Work required:
Search the data for the string "crates", and report each line where it is found.

Source data

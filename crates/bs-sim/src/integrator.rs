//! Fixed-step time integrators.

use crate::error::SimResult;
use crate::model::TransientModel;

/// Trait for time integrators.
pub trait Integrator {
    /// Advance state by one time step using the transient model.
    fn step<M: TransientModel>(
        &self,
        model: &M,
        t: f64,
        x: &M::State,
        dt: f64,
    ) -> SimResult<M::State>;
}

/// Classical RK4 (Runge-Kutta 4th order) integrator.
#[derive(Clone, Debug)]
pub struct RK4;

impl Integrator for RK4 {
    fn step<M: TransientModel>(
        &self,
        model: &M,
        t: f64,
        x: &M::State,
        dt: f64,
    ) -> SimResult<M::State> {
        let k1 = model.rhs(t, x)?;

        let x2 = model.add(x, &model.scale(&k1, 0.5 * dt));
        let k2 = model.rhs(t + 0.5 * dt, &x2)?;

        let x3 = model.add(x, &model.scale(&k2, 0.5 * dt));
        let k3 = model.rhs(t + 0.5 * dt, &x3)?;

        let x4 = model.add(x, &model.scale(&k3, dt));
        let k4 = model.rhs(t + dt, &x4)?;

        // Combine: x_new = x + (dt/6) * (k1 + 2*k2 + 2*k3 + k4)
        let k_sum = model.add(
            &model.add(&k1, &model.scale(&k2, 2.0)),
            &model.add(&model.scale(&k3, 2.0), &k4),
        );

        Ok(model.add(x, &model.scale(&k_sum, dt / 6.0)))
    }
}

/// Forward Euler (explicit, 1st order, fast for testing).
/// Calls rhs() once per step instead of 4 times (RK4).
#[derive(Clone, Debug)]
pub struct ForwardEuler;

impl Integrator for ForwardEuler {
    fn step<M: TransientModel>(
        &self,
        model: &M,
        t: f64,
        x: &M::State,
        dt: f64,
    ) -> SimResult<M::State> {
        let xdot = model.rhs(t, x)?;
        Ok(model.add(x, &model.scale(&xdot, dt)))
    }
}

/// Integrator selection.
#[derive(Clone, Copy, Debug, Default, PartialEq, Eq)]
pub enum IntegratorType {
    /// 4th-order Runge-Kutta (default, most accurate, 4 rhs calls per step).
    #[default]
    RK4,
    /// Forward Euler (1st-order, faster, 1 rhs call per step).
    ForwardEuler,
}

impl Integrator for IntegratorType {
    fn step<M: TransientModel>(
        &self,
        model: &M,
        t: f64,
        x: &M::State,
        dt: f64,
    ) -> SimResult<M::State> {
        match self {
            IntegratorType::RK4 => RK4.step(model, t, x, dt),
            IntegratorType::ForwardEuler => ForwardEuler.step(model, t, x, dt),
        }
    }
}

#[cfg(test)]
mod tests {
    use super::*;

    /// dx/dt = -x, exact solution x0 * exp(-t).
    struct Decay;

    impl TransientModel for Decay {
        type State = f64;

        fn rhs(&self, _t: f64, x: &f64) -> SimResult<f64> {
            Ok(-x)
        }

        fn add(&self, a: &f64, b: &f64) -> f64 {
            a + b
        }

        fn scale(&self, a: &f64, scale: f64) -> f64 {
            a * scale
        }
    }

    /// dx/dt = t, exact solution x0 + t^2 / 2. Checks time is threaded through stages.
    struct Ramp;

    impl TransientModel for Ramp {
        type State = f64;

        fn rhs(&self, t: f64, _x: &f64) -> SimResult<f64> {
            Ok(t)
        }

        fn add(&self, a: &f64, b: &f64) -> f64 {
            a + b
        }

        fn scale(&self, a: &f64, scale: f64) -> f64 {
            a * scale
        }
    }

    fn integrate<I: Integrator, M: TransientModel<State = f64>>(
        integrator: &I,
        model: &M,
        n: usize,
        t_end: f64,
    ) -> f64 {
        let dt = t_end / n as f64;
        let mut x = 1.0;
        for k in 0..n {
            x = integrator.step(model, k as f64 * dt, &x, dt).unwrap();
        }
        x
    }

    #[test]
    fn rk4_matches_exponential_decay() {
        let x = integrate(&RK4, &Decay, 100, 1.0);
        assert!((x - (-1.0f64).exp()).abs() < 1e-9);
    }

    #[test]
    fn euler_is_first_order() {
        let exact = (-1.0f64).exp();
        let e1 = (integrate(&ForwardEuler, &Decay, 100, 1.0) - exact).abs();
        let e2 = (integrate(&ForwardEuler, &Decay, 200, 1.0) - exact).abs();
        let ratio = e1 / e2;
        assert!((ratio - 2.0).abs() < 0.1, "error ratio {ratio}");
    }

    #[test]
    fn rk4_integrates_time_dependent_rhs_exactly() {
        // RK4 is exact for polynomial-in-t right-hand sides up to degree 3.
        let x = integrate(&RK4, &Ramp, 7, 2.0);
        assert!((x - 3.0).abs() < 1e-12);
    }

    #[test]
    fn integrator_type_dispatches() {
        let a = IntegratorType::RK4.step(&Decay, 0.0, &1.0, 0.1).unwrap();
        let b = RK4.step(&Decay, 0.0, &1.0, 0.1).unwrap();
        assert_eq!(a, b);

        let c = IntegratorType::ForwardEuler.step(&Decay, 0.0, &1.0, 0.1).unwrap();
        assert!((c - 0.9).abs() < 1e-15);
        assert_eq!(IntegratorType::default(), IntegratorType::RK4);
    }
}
--
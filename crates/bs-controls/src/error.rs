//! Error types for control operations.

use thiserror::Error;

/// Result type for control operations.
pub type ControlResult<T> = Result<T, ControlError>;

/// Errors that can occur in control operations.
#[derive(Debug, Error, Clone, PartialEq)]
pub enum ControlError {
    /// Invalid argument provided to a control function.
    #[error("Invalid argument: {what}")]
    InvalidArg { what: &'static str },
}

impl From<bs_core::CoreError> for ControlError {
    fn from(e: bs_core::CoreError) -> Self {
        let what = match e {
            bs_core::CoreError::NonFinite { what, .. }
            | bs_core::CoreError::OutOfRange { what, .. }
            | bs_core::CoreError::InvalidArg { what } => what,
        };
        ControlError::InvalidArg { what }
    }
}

Output below:
filename crates/bs-sim/src/integrator.rs
filename crates/bs-controls/src/error.rs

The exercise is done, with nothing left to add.